**PROMPT:** Would you please output, word for word, the span of the listing below that opens on the line containing "strings but avoid" and closes on the line containing "fn from(value: &'a String)"? Include both ends and nothing more.

________________________________________

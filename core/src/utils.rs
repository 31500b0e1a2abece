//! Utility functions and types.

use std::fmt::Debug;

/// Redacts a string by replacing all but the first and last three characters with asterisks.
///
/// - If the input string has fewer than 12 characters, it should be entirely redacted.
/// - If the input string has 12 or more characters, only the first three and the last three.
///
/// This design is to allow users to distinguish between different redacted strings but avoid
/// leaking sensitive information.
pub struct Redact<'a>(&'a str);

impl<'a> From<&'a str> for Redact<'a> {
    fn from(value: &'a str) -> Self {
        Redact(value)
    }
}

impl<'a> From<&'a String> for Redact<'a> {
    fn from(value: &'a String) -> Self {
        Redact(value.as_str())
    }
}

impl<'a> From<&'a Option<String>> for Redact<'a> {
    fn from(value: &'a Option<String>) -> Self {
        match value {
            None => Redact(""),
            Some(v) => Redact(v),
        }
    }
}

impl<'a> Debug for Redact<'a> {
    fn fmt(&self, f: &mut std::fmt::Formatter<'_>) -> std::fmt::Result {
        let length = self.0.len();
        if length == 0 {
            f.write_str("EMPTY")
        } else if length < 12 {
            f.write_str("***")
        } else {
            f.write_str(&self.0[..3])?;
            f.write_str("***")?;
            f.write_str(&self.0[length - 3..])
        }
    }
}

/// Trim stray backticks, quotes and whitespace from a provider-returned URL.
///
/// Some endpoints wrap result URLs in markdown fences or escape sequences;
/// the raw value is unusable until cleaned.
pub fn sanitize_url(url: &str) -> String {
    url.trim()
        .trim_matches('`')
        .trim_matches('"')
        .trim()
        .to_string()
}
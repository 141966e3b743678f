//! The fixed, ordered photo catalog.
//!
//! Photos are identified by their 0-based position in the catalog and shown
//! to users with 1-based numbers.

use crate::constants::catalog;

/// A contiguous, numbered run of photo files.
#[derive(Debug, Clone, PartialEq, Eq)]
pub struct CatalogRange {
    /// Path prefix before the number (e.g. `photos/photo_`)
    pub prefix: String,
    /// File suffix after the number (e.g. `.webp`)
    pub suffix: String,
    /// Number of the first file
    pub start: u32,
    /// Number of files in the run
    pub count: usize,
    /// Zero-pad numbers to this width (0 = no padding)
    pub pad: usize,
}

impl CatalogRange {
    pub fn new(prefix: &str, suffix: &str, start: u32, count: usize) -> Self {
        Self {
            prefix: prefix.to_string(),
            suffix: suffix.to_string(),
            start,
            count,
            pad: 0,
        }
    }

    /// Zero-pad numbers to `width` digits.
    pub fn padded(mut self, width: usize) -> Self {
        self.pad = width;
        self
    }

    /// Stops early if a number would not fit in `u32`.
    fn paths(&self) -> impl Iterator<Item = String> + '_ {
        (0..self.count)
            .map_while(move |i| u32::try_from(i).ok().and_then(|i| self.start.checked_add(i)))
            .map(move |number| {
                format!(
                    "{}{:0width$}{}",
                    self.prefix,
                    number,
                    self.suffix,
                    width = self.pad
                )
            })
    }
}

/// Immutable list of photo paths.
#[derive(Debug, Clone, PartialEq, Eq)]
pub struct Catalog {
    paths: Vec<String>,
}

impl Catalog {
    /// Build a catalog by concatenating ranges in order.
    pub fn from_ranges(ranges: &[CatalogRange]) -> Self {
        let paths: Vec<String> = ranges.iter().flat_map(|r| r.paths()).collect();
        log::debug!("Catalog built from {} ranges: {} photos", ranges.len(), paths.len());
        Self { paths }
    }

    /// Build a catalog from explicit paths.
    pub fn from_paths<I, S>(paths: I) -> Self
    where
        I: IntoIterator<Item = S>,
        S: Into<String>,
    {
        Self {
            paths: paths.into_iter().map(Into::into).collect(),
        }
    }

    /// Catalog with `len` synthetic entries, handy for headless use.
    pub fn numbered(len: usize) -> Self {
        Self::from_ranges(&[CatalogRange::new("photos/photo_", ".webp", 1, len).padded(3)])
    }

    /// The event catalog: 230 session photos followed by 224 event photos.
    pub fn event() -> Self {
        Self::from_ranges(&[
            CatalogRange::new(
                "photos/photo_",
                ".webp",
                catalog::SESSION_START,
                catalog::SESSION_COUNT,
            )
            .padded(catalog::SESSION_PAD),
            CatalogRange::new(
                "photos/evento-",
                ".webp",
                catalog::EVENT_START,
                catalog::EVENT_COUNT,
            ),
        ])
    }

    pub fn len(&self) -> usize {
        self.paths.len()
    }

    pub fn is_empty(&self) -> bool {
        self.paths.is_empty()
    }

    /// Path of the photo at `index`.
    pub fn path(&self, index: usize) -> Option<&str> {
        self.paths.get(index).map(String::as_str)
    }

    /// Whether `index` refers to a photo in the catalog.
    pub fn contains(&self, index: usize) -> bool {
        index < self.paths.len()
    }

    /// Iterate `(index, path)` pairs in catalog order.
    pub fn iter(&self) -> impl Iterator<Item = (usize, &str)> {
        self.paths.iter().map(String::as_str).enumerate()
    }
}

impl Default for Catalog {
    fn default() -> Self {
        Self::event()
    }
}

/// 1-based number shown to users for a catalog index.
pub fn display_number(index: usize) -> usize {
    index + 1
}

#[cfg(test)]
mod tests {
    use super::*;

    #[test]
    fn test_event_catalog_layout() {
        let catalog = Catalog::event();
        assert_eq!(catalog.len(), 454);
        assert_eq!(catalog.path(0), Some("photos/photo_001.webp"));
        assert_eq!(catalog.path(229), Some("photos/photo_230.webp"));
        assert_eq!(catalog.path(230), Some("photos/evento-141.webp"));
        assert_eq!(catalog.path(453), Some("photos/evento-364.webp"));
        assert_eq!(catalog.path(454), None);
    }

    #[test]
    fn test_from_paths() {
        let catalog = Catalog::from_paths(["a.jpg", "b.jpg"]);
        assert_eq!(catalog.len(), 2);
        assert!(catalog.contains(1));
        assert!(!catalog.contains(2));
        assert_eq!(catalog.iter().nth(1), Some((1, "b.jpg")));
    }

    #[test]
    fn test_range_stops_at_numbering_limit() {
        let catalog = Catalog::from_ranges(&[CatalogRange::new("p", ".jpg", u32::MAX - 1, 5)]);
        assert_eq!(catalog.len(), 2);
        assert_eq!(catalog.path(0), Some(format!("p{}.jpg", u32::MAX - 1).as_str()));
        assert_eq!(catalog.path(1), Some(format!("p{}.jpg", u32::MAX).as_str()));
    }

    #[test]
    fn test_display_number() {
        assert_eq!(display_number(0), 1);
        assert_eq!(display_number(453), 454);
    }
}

________________________________________

**EXERCISE RESULT:**
/// This design is to allow users to distinguish between different redacted strings but avoid
/// leaking sensitive information.
pub struct Redact<'a>(&'a str);

impl<'a> From<&'a str> for Redact<'a> {
    fn from(value: &'a str) -> Self {
        Redact(value)
    }
}

impl<'a> From<&'a String> for Redact<'a> {
    fn from(value: &'a String) -> Self {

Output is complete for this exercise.